The U.S. government began using aqueous film forming foam in the 1970s to extinguish petroleum fires. The PFOS-rich foam fulfilled the military’s firefighting requirements for burn-back resistance, protection against vapor release and rapid fire extinguishment.
The primary U.S. manufacturers of both PFOS and PFOAs voluntarily agreed to phase out production by 2002 and 2015 respectively, according to an EPA fact sheet. The EPA is concerned about their continued use in existing stocks and imported goods, but the Department of Defense has not followed the lead of manufacturing companies.
“The Department of Defense’s firefighting foam regulation is actually prepared by the Navy,” said Brain Lepore, director of defense capabilities and management at the U.S. Government Accountability Office. “Right now, the requirement is that there be PFOS in the foam, primarily because it works. The foam is intended to put the fire out quickly, if you have a fire, then prevent it from reigniting.”
In 2016, the Senate Armed Forces Committee ordered the U.S. Government Accountability Office to find out how the Department of Defense was following drinking water regulations on active and former installations. The GAO was also tasked with finding out how the DoD tracked non-regulated but potentially dangerous chemicals, known as emerging contaminants, on those installations.
Some bases are supplied by municipal water systems, others by the Department of Defense. Both municipal and DoD water supplies must comply with federal drinking water standards, Lepore said.
However, he said those standards apply only to contaminants or chemicals that are regulated by the EPA.
“PFOS and PFOA are not regulated by the EPA, so they’re not enforceable,” he said.

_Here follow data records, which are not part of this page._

// Library exports for integration tests and reusable components

// Internal modules needed for compilation (hidden from docs)
#[doc(hidden)]
pub mod config;
#[doc(hidden)]
pub mod ui;

// Re-export AppContext at crate root for easier access
pub use ui::AppContext;

pub mod creations;
pub mod dashboard;
pub mod models;
pub mod session;

// Test support (unit tests and the test-utils feature)
#[cfg(any(test, feature = "test-utils"))]
pub mod test_support;
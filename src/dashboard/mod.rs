pub mod loader;
pub mod state;

pub use loader::{load_dashboard, DashboardHandle, Notify};
pub use state::{DashboardPhase, DashboardState};
use tracing::warn;

use crate::models::CreationRecord;

/// Lifecycle of the dashboard view. A freshly mounted view is `Idle`,
/// moves to `Loading` when the fetch sequence starts, and ends in
/// `Settled` once that single fetch resolves. There is no path back out
/// of `Settled`; the view fetches once per mount.
#[derive(Debug, Clone, Copy, PartialEq, Eq)]
pub enum DashboardPhase {
    Idle,
    Loading,
    Settled,
}

/// Observable state of the dashboard: the current phase plus the creation
/// list. Created fresh on every mount and discarded on unmount.
#[derive(Debug)]
pub struct DashboardState {
    phase: DashboardPhase,
    creations: Vec<CreationRecord>,
}

impl Default for DashboardState {
    fn default() -> Self {
        Self::new()
    }
}

impl DashboardState {
    pub fn new() -> Self {
        Self {
            phase: DashboardPhase::Idle,
            creations: Vec::new(),
        }
    }

    pub fn phase(&self) -> DashboardPhase {
        self.phase
    }

    /// The view counts as loading from creation until the fetch settles.
    pub fn is_loading(&self) -> bool {
        self.phase != DashboardPhase::Settled
    }

    /// Creations in the server's order, verbatim.
    pub fn creations(&self) -> &[CreationRecord] {
        &self.creations
    }

    pub fn creation_count(&self) -> usize {
        self.creations.len()
    }

    /// Idle → Loading.
    pub fn begin_load(&mut self) {
        match self.phase {
            DashboardPhase::Idle => self.phase = DashboardPhase::Loading,
            phase => warn!("begin_load in phase {:?}; fetch already dispatched", phase),
        }
    }

    /// Loading → Settled. `Some` replaces the creation list with the
    /// fetched records; `None` leaves the list unchanged (failed fetch).
    /// A view settles at most once; a late second result is dropped.
    pub fn settle(&mut self, creations: Option<Vec<CreationRecord>>) {
        if self.phase == DashboardPhase::Settled {
            warn!("dashboard already settled; dropping late result");
            return;
        }
        if let Some(creations) = creations {
            self.creations = creations;
        }
        self.phase = DashboardPhase::Settled;
    }
}

#[cfg(test)]
mod tests {
    use super::*;
    use crate::test_support::creation;

    #[test]
    fn fresh_state_is_idle_and_loading() {
        let state = DashboardState::new();
        assert_eq!(state.phase(), DashboardPhase::Idle);
        assert!(state.is_loading());
        assert_eq!(state.creation_count(), 0);
    }

    #[test]
    fn begin_load_moves_to_loading() {
        let mut state = DashboardState::new();
        state.begin_load();
        assert_eq!(state.phase(), DashboardPhase::Loading);
        assert!(state.is_loading());
    }

    #[test]
    fn settle_with_records_replaces_the_list() {
        let mut state = DashboardState::new();
        state.begin_load();
        state.settle(Some(vec![creation(1), creation(2)]));
        assert_eq!(state.phase(), DashboardPhase::Settled);
        assert!(!state.is_loading());
        assert_eq!(state.creation_count(), 2);
        assert_eq!(state.creations()[0].id, 1);
    }

    #[test]
    fn settle_without_records_keeps_the_list() {
        let mut state = DashboardState::new();
        state.begin_load();
        state.settle(None);
        assert_eq!(state.phase(), DashboardPhase::Settled);
        assert_eq!(state.creation_count(), 0);
    }

    #[test]
    fn a_second_settle_is_dropped() {
        let mut state = DashboardState::new();
        state.begin_load();
        state.settle(Some(vec![creation(1)]));
        state.settle(Some(vec![creation(2), creation(3)]));
        assert_eq!(state.creation_count(), 1);
        assert_eq!(state.creations()[0].id, 1);
        assert!(!state.is_loading());
    }
}
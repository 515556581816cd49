use std::cell::RefCell;
use std::rc::Rc;

use dioxus::prelude::*;
use tracing::debug;

use crate::dashboard::{load_dashboard, DashboardState};
use crate::models::{CreationRecord, Plan};
use crate::ui::app_context::AppContext;
use crate::ui::components::creation_item::CreationItem;
use crate::ui::components::toast_context::ToastContext;

/// Dashboard page: summary cards plus the signed-in user's recent
/// creations, fetched once on mount.
#[component]
pub fn Dashboard() -> Element {
    debug!("Component rendering");
    let app = use_context::<AppContext>();
    let toast = use_context::<ToastContext>();
    let session = app.session.clone();

    // Core view state. The loader only gets a weak handle, so an unmounted
    // view is dropped, not mutated; the signals below are the render
    // projection of the settled state.
    let model = use_hook(|| Rc::new(RefCell::new(DashboardState::new())));
    let mut creations = use_signal(Vec::<CreationRecord>::new);
    let mut loading = use_signal(|| true);

    // Run the one-shot fetch on component mount.
    {
        let session = session.clone();
        use_effect(move || {
            let view = Rc::downgrade(&model);
            let session = session.clone();
            let api = app.creations.clone();
            let toast = toast.clone();
            spawn(async move {
                load_dashboard(view.clone(), session.as_ref(), api.as_ref(), &toast).await;
                if let Some(model) = view.upgrade() {
                    let settled = model.borrow();
                    creations.set(settled.creations().to_vec());
                    loading.set(settled.is_loading());
                }
            });
        });
    }

    let plan = session
        .current_profile()
        .map(|profile| profile.plan())
        .unwrap_or(Plan::Free);

    rsx! {
        div { class: "h-full overflow-y-auto p-6",
            if loading() {
                div { class: "flex justify-center items-center py-12",
                    div { class: "animate-spin rounded-full h-11 w-11 border-[3px] border-purple-500 border-t-transparent" }
                }
            } else {
                div { class: "flex flex-wrap gap-4",
                    SummaryCard {
                        title: "Total Creations".to_string(),
                        value: creations().len().to_string(),
                    }
                    SummaryCard {
                        title: "Active Plan".to_string(),
                        value: plan.label().to_string(),
                    }
                }

                div { class: "space-y-3",
                    p { class: "mt-6 mb-4 text-lg font-medium text-gray-700", "Recent Creations" }
                    if creations().is_empty() {
                        p { class: "text-gray-500 text-sm", "No creations found." }
                    } else {
                        for item in creations() {
                            CreationItem { key: "{item.id}", item }
                        }
                    }
                }
            }
        }
    }
}

/// One stat card in the summary row.
#[component]
fn SummaryCard(title: String, value: String) -> Element {
    rsx! {
        div { class: "flex justify-between items-center w-72 p-4 px-6 bg-white rounded-xl border border-gray-200",
            div { class: "text-slate-600",
                p { class: "text-sm", "{title}" }
                h2 { class: "text-xl font-semibold", "{value}" }
            }
        }
    }
}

Grissom Air Reserve Base was an active duty military installation that housed Air Force units until 1994. During that time, Air Force firefighters trained to put out petroleum-driven aircraft fires using the AFF foam.
The base was split into two in 1994, with half going to the Air Force Reserve and half cleared for civilian use.
One year before the EPA’s lifetime health advisory, testing at Grissom revealed monitoring wells possibly contaminated with perfluorinated chemicals like PFOS and PFOA.
Although Grissom’s water was not contaminated with PFOS and PFOAs, installations in other states were not so lucky.
In 2017, the Air Force admitted that foam used at Peterson Air Force Base in Colorado Springs, Colorado had contaminated the drinking water for about 69,000 people living in nearby communities. Over the years, residents claim to have experienced rare forms of cancer and underweight births. The Air Force agreed to buy affected residents drinking water and to pay for operating and maintaining water filter systems. So far, this single mitigation effort has cost at least $5 million.
The GAO says the DoD has spent at least $200 million on nationwide PFOS mitigation and expect to spend more over the years.
“I think it’s fair to say that DoD does recognize that they want to provide safe drinking water to servicemembers and their families,” Lepore said. “They have acted to try to identify where PFOS and PFOA can be confirmed on installations or where it is suspected. And then, in those cases where they’ve actually confirmed it, they have taken action.”
The DoD says it is funding research for new firefighting foam formulas, and aims for a PFOS/PFOA-free foam. Until then, the military will continue to use the AFF foam.
The GAO also looked into how base installations followed drinking water standards. Researchers found that the installations supplied by water from DoD sources instead of municipal utilities showed significantly less compliance to those regulations. The GAO found that installations supplied by municipal water sources were in compliance 99 percent of the time. That number fell to 89 percent for DoD supplied water sources.
The Department of Veterans Affairs has recognized that veterans may have been affected by exposure to PFOS and PFOA. The department has added the chemicals to its list of possible military exposures, and asks veterans to report any health problems associated with exposure to the chemicals.